Cette force de frappe virtuelle permet d’entretenir des liens avec une communauté très engagée, mue par un puissant sentiment d’appartenance à la marque. «Sephora capitalise beaucoup sur les influenceuses, qui incarnent une certaine authenticité et deviennent presque des copines pour les jeunes filles, analyse Elise Le Moing-Maas. En se filmant en train de se préparer dans leur salle de bains (une tendance popularisée via le hashtag #getreadywithme), les influenceuses ont contribué à la normalisation d’une certaine « routine beauté » dès le plus jeune âge, avec l’application de multiples produits à la suite, alimentant ainsi le besoin de se procurer les dernières tendances.»

«Sephora capitalise beaucoup sur les influenceuses, qui incarnent une certaine authenticité et deviennent presque des copines pour les jeunes filles.»

Bref, Sephora a bouleversé les codes de l’industrie de la beauté, en transformant l’usage des crèmes, blushs et autres mascaras en une véritable expérience à 360 degrés.
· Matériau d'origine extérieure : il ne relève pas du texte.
//! Threshold Paillier cryptosystem backing the homomorphic operations of
//! the signing protocol.
//!
//! The scheme is additively homomorphic: multiplying two ciphertexts adds
//! their plaintexts, and raising a ciphertext to a scalar multiplies its
//! plaintext by that scalar. Decryption is shared: each member holds a share
//! of the decryption exponent and produces a partial decryption; any
//! `threshold` of those combine into the plaintext.
//!
//! Key generation works in an oracle mode — one dealer generates the safe
//! primes and distributes one [`ThresholdPrivateKey`] per member. How the
//! dealer output reaches the members is the deployment's concern.

use libpaillier::unknown_order::BigNumber;
use rand::{CryptoRng, RngCore};
use serde::{Deserialize, Serialize};
use std::collections::BTreeSet;
use thiserror::Error;

use crate::utils::discrete_exp;

/// Errors surfaced by the threshold Paillier cryptosystem.
#[derive(Clone, Debug, Error, Eq, PartialEq)]
pub enum PaillierError {
    /// Plaintexts must lie in `[0, N)`.
    #[error("plaintext is outside the allowed range [0, N)")]
    PlaintextOutOfRange,
    /// Fewer partial decryptions than the scheme's threshold were supplied.
    #[error("not enough partial decryptions: got {got}, need at least {needed}")]
    NotEnoughPartialDecryptions {
        /// Number of shares supplied.
        got: usize,
        /// The configured decryption threshold.
        needed: usize,
    },
    /// Partial decryption shares repeated or outside the group.
    #[error("partial decryption share identifiers must be unique and within the group")]
    MalformedDecryptionShares,
    /// A modular inverse required by the scheme does not exist.
    #[error("could not invert element modulo N")]
    NotInvertible,
    /// The dealer could not produce a key set.
    #[error("could not generate threshold keys: {0}")]
    KeyGeneration(String),
}

type Result<T> = std::result::Result<T, PaillierError>;

/// A Paillier ciphertext: an element of `Z*_{N^2}`.
#[derive(Clone, Debug, PartialEq, Serialize, Deserialize)]
pub struct Ciphertext(pub(crate) BigNumber);

/// One member's contribution to a shared decryption.
#[derive(Clone, Debug, PartialEq, Serialize, Deserialize)]
pub struct PartialDecryption {
    pub(crate) id: usize,
    pub(crate) share: BigNumber,
}

/// One member's share of a threshold Paillier key.
///
/// All members hold the same public modulus `N`; the decryption exponent is
/// shared with a degree `threshold - 1` polynomial, so the key never exists
/// in one place after dealing.
#[derive(Clone, Debug, PartialEq, Serialize, Deserialize)]
pub struct ThresholdPrivateKey {
    n: BigNumber,
    id: usize,
    secret_share: BigNumber,
    group_size: usize,
    threshold: usize,
}

impl ThresholdPrivateKey {
    /// The public Paillier modulus `N`.
    pub fn n(&self) -> &BigNumber {
        &self.n
    }

    fn n_square(&self) -> BigNumber {
        &self.n * &self.n
    }

    /// Encrypt `plaintext` with a fresh nonce.
    pub fn encrypt<R: RngCore + CryptoRng>(
        &self,
        plaintext: &BigNumber,
        rng: &mut R,
    ) -> Result<Ciphertext> {
        let nonce = self.random_nonce(rng);
        self.encrypt_with_nonce(plaintext, &nonce)
    }

    /// Encrypt `plaintext` with the caller-provided nonce `r ∈ Z*_N`:
    /// `c = (N+1)^plaintext * r^N mod N^2`.
    ///
    /// The range proofs about a ciphertext need the nonce it was built with,
    /// which is why it is taken explicitly here.
    pub fn encrypt_with_nonce(&self, plaintext: &BigNumber, r: &BigNumber) -> Result<Ciphertext> {
        if plaintext < &BigNumber::zero() || plaintext >= &self.n {
            return Err(PaillierError::PlaintextOutOfRange);
        }
        let nn = self.n_square();
        let g = &self.n + BigNumber::one();
        let a = g.modpow(plaintext, &nn);
        let b = r.modpow(&self.n, &nn);
        Ok(Ciphertext(a.modmul(&b, &nn)))
    }

    /// Homomorphically add the plaintexts of the given ciphertexts.
    pub fn add(&self, ciphertexts: &[&Ciphertext]) -> Ciphertext {
        let nn = self.n_square();
        Ciphertext(
            ciphertexts
                .iter()
                .fold(BigNumber::one(), |acc, c| acc.modmul(&c.0, &nn)),
        )
    }

    /// Homomorphically multiply the plaintext of `ciphertext` by `scalar`.
    pub fn mul(&self, ciphertext: &Ciphertext, scalar: &BigNumber) -> Ciphertext {
        let nn = self.n_square();
        Ciphertext(ciphertext.0.modpow(scalar, &nn))
    }

    /// Produce this member's partial decryption `c^{2Δs_i} mod N^2` of the
    /// given ciphertext, where `Δ = group_size!`.
    pub fn decrypt(&self, ciphertext: &Ciphertext) -> PartialDecryption {
        let exponent = BigNumber::from(2) * factorial(self.group_size) * &self.secret_share;
        PartialDecryption {
            id: self.id,
            share: ciphertext.0.modpow(&exponent, &self.n_square()),
        }
    }

    /// Combine at least `threshold` partial decryptions into the plaintext.
    ///
    /// The combination interpolates the shared decryption exponent in the
    /// ciphertext exponent: `c' = Π c_i^{2λ_i}` with `Δ`-scaled Lagrange
    /// coefficients `λ_i`, after which `c' = (1+N)^{4Δ²·plaintext}` and the
    /// plaintext is recovered as `L(c') / 4Δ² mod N`.
    pub fn combine_partial_decryptions(
        &self,
        partial_decryptions: &[PartialDecryption],
    ) -> Result<BigNumber> {
        if partial_decryptions.len() < self.threshold {
            return Err(PaillierError::NotEnoughPartialDecryptions {
                got: partial_decryptions.len(),
                needed: self.threshold,
            });
        }
        let ids: Vec<usize> = partial_decryptions.iter().map(|pd| pd.id).collect();
        let distinct: BTreeSet<_> = ids.iter().collect();
        if distinct.len() != ids.len() || ids.iter().any(|id| *id < 1 || *id > self.group_size) {
            return Err(PaillierError::MalformedDecryptionShares);
        }

        let nn = self.n_square();
        let delta = factorial(self.group_size);

        let mut combined = BigNumber::one();
        for pd in partial_decryptions {
            let lambda = lagrange_coefficient(&delta, pd.id, &ids);
            let exponent = BigNumber::from(2) * lambda;
            let factor = discrete_exp(&pd.share, &exponent, &nn)
                .map_err(|_| PaillierError::NotInvertible)?;
            combined = combined.modmul(&factor, &nn);
        }

        // combined = (1 + N)^{4Δ²·plaintext} = 1 + N·(4Δ²·plaintext) mod N^2
        let l_value = (combined - BigNumber::one()) / &self.n;
        let four_delta_sq = BigNumber::from(4) * &delta * &delta;
        let inv = four_delta_sq
            .invert(&self.n)
            .ok_or(PaillierError::NotInvertible)?;
        Ok(l_value.modmul(&inv, &self.n))
    }

    fn random_nonce<R: RngCore + CryptoRng>(&self, rng: &mut R) -> BigNumber {
        loop {
            let r = BigNumber::from_rng(&self.n, rng);
            if r != BigNumber::zero() && r.gcd(&self.n) == BigNumber::one() {
                return r;
            }
        }
    }
}

/// `Δ`-scaled Lagrange coefficient at zero: `λ_i = Δ · Π_{j≠i} j/(j−i)`.
///
/// With `Δ = group_size!` the quotient is always an integer; numerator and
/// denominator are accumulated separately with the sign tracked outside the
/// (unsigned-magnitude) division.
fn lagrange_coefficient(delta: &BigNumber, i: usize, ids: &[usize]) -> BigNumber {
    let mut numerator = delta.clone();
    let mut denominator = BigNumber::one();
    let mut negative = false;
    for &j in ids {
        if j == i {
            continue;
        }
        numerator = numerator * BigNumber::from(j as u64);
        let diff = if j > i {
            BigNumber::from((j - i) as u64)
        } else {
            negative = !negative;
            BigNumber::from((i - j) as u64)
        };
        denominator = denominator * diff;
    }
    let magnitude = numerator / denominator;
    if negative {
        -magnitude
    } else {
        magnitude
    }
}

fn factorial(n: usize) -> BigNumber {
    (1..=n).fold(BigNumber::one(), |acc, i| acc * BigNumber::from(i as u64))
}

/// Dealer for a `(threshold, group_size)` sharing of a fresh Paillier key.
#[derive(Clone, Copy, Debug)]
pub struct ThresholdKeyGenerator {
    bit_length: usize,
    group_size: usize,
    threshold: usize,
}

impl ThresholdKeyGenerator {
    /// Configure a dealer for a modulus of `bit_length` bits shared among
    /// `group_size` members with decryption threshold `threshold`.
    pub fn new(bit_length: usize, group_size: usize, threshold: usize) -> Result<Self> {
        if threshold == 0 || threshold > group_size {
            return Err(PaillierError::KeyGeneration(format!(
                "threshold {} must be in [1, {}]",
                threshold, group_size,
            )));
        }
        if bit_length % 2 != 0 || bit_length < 32 {
            return Err(PaillierError::KeyGeneration(format!(
                "modulus bit length {} must be an even number of usable size",
                bit_length,
            )));
        }
        Ok(Self {
            bit_length,
            group_size,
            threshold,
        })
    }

    /// Generate the key set from freshly drawn safe primes. Slow: finding
    /// two safe primes of production size takes minutes.
    pub fn generate<R: RngCore + CryptoRng>(&self, rng: &mut R) -> Result<Vec<ThresholdPrivateKey>> {
        let p = BigNumber::safe_prime(self.bit_length / 2);
        let q = loop {
            let candidate = BigNumber::safe_prime(self.bit_length / 2);
            if candidate != p {
                break candidate;
            }
        };
        self.generate_from_safe_primes(&p, &q, rng)
    }

    /// Generate the key set from caller-provided safe primes, e.g. a
    /// precomputed pool in tests.
    pub fn generate_from_safe_primes<R: RngCore + CryptoRng>(
        &self,
        p: &BigNumber,
        q: &BigNumber,
        rng: &mut R,
    ) -> Result<Vec<ThresholdPrivateKey>> {
        if p == q {
            return Err(PaillierError::KeyGeneration(
                "the two safe primes must be distinct".to_string(),
            ));
        }
        let n = p * q;
        let p_sub = (p - 1) / BigNumber::from(2);
        let q_sub = (q - 1) / BigNumber::from(2);
        let m = &p_sub * &q_sub;
        let nm = &n * &m;

        // d ≡ 1 (mod N) and d ≡ 0 (mod M) so that interpolation in the
        // exponent cancels all nonce contributions.
        let m_inv = m
            .invert(&n)
            .ok_or_else(|| PaillierError::KeyGeneration("M is not invertible mod N".to_string()))?;
        let d = &m * &m_inv;

        // Share d with a random polynomial of degree threshold - 1 over Z_{NM}.
        let mut coefficients = vec![d];
        for _ in 1..self.threshold {
            coefficients.push(BigNumber::from_rng(&nm, rng));
        }

        let keys = (1..=self.group_size)
            .map(|id| {
                let x = BigNumber::from(id as u64);
                let mut share = BigNumber::zero();
                for coefficient in coefficients.iter().rev() {
                    share = (share * &x + coefficient) % &nm;
                }
                ThresholdPrivateKey {
                    n: n.clone(),
                    id,
                    secret_share: share,
                    group_size: self.group_size,
                    threshold: self.threshold,
                }
            })
            .collect();
        Ok(keys)
    }
}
Un modèle qui séduit indubitalement les jeunes générations, et qui pourrait bien faire de l’ombre aux enseignes plus traditionnelles ancrées en Belgique, telles qu’ICI Paris XL, April (anciennement Planet Parfum) ou encore Inno. «C’est vrai que la concurrence va être rude», reconnaît Claire Gruslin, qui estime toutefois que l’offre de produits, seule, ne tranchera pas le match.
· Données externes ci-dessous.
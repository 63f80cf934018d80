//! A pool of precomputed safe primes for tests.
//!
//! Finding safe primes of production size takes minutes per prime, which is
//! far too slow for a test suite; tests therefore draw from this
//! pregenerated pool instead. Never do this in a production deployment —
//! use [`crate::paillier::ThresholdKeyGenerator::generate`] and
//! [`crate::zkp::PublicParameters::generate`] so every group gets fresh
//! primes.

use lazy_static::lazy_static;
use libpaillier::unknown_order::BigNumber;

const SAFE_PRIMES_512: [&str; 4] = [
    concat!(
        "db4033c84417bfa448275d130aa4a2d09c043ed15bea4995bd89a5a167643eac",
        "8f540b180b1f80cc2c5f6905558c0dfd128b171159b02c4b702a5438ab8a5be3",
    ),
    concat!(
        "9a586f4757efece8097b1a097d990bbaa349fffb503e9b18b6d75948840be477",
        "4e4377f476b7e912fe1916803dcc012a265b76522e718d10b0e061f5284e9db7",
    ),
    concat!(
        "982a84e5669703d864b2f392244a4a73858801adaf5e92f1b11936475375b9a2",
        "93a5c23d7d4cf0b3d763ca6fe41f57eeebdfb7eb4c3653426e12b979f98ab777",
    ),
    concat!(
        "bec4b1a807f23b1fe03fbf4b46e125cd9a5de9da42b010647ba1940cafd4362b",
        "986996122f07c84632f689546f0e13d488cfc45d340d23cea1a1805c25fff22b",
    ),
];

const SAFE_PRIMES_1024: [&str; 6] = [
    concat!(
        "a110869102ee8dcc35280bfb9cb0ee00dacce5c6e994ac9276981763a2bc2ca6",
        "0d4e3e8d7928335f9ac7ad05fc7424259daf1ea519292d19996fb7cfa4467379",
        "14139b6fec857deb0b5e81c0bceefad003fc24855cdf458426ba178ca78142a9",
        "15095d17d485fa4a535c703d256e874af01859c95acdc3b6cd99e7d9aa0f6acb",
    ),
    concat!(
        "a36a4887442d3a00e75034c06c977bc60b38e9d8225a9f2ff017fe46ead94859",
        "4b8b511f6b498a3f7127a71ed539c8711384e2455f78f49bcad5f273432968f5",
        "e61ff63d68d388d1efcd27dfa877de1876096661d733f31201e146837d32a945",
        "c076efb8d3cfe1e4cba50f31162aebe9225228a9afed946e9b472b95a285bea3",
    ),
    concat!(
        "989267af6c319babc73c56ef164c2851e1237a9ac504f6730b3bfbbbcf24bf28",
        "21f40f5b5eef539a74df4b254cf37e5b79b006d32a437cc6d17f3867ed4cf328",
        "4c880e3263624f136478a9161619f32f6665f2482c18a2305079e9a02283fa30",
        "d084aeb9cab629309359aaf03bd565837d385cfdc742edd1c0b55b3a37d9e5b7",
    ),
    concat!(
        "87d8372e0372637fb5f50c7b412a9adcaad3f322626c500358350b5f4085a7aa",
        "2188499dae448b1880f370a46aeac18952067cb0daf44e5b6ebc96acf82176d2",
        "0a75358d38ff7621d2ea9e285b230f07be57d63c9b649dbbc4b8ee7cd2030d5c",
        "98832a7df4379ef4543deeea037d3d77897714031b31d2344ee9253d4763a13b",
    ),
    concat!(
        "ed4378fdfe91eaac0048fa619179cd69d9c17ea6f8166b84b8fe67ca9dbb7fb6",
        "7359711c7591e3302a03d062ede82354227064ac0e039ab59730abdd228fa259",
        "b67a62a3cbaac22193bd9ddc6790d0ab0664815743c0ef3c5a5a59b14b917606",
        "9ca489130d03f145d84768bcf2afe50c8ea21fc65c9f403785fc45172a3cd01f",
    ),
    concat!(
        "c2ad4990979c34938d9b8e6fe51cf525f134bbc729a4e1b4a9e876973253fed2",
        "933643b1aa811e14c05c3e17680b783c3db3a580801b6f88a406c01231e68132",
        "e4cab8a20497ec58fe209a2488bc4acb2c2c0e3ff074dd58e1f1d42fd66f16ba",
        "bd2a737c6b5e1d7eaa1935a49061ba6d8c6899d61e38538cdaf1fdca9021b2af",
    ),
];

lazy_static! {
    static ref POOL_512: Vec<BigNumber> = decode_pool(&SAFE_PRIMES_512);
    static ref POOL_1024: Vec<BigNumber> = decode_pool(&SAFE_PRIMES_1024);
}

fn decode_pool(pool: &[&str]) -> Vec<BigNumber> {
    pool.iter()
        .map(|p| BigNumber::from_slice(hex::decode(p).expect("static hex")))
        .collect()
}

/// 512-bit safe primes, suitable for the range-proof modulus in tests.
pub(crate) fn test_safe_primes_512() -> &'static [BigNumber] {
    &POOL_512
}

/// 1024-bit safe primes, suitable for the Paillier modulus in tests.
pub(crate) fn test_safe_primes_1024() -> &'static [BigNumber] {
    &POOL_1024
}

#[cfg(test)]
mod tests {
    use super::*;

    #[test]
    fn pool_entries_are_safe_primes() {
        for p in test_safe_primes_512().iter().chain(test_safe_primes_1024()) {
            assert!(p.is_prime());
            let sophie_germain: BigNumber = (p - 1) / BigNumber::from(2);
            assert!(sophie_germain.is_prime());
        }
    }
}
Les schémas classiques qui opposent mastodonte global et marques locales ne débouchent pas systématiquement sur une défaite des seconds, rappelle Isabelle Schuiling. «Dans le passé, quand McDonalds a voulu s’implanter sur le marché belge, il s’est opposé à une forte résistance de Quick, compare la professeure de marketing. On parle évidemment ici d’un secteur différent, mais généralement, les acteurs locaux disposent d’atouts solides sur lesquels ils doivent miser»

Un marché saturé?

Contrairement à Sephora, ICI Paris XL et consorts jouissent par exemple d’une connaissance fine du marché belge et de ses spécificités, telles que les différences linguistiques et culturelles propres à chaque région. Implantées depuis de nombreuses années, ces marques ont également pu développer un lien de fidélité avec leurs clients, notamment via des offres promotionnelles régulières. «Elles ont de larges bases de données qu’elles doivent absolument continuer à exploiter pour proposer encore plus de deals avantageux et ainsi conserver une partie de leur clientèle», préconise la professeure en marketing à l’UCLouvain.

Si Sephora peut bénéficier de son image de marque dynamique et tendance auprès de la jeune génération, le concept n’a pas forcément vocation à séduire un public plus âgé. «Or, c’est cette catégorie d’âge qui a le pouvoir d’achat le plus élevé et qui a tendance à être le moins volatil, contrairement aux jeunes qui papillonnent d’une enseigne à l’autre», souligne Isabelle Schuiling. Bref, pour la spécialiste en marketing, «rien n’est gagné d’avance» pour Sephora. D’autant que le marché belge, de petite taille, est déjà caractérisé par une forte densité de parfumeries et autres enseignes de beauté. «Même les pharmarcies vendent des cosmétiques.»

De son côté, ICI Paris XL assure ne pas redouter l’arrivée de Sephora. «La concurrence fait partie intégrante du secteur et nous la considérons comme une opportunité pour continuer à nous améliorer», réagit le groupe, dont l’objectif est de «rester la référence beauté en Belgique». Pour garder la tête hors de l’eau, la chaîne de parfumeries mise d’ailleurs sur son «expertise locale acquise au fil des années» et sur «la relation de confiance» bâtie avec sa clientèle. «Nous continuerons d’investir dans l’expérience client, tant en magasin qu’en ligne, en renforçant nos services, nos conseils personnalisés et nos programmes de fidélité», insiste encore la marque.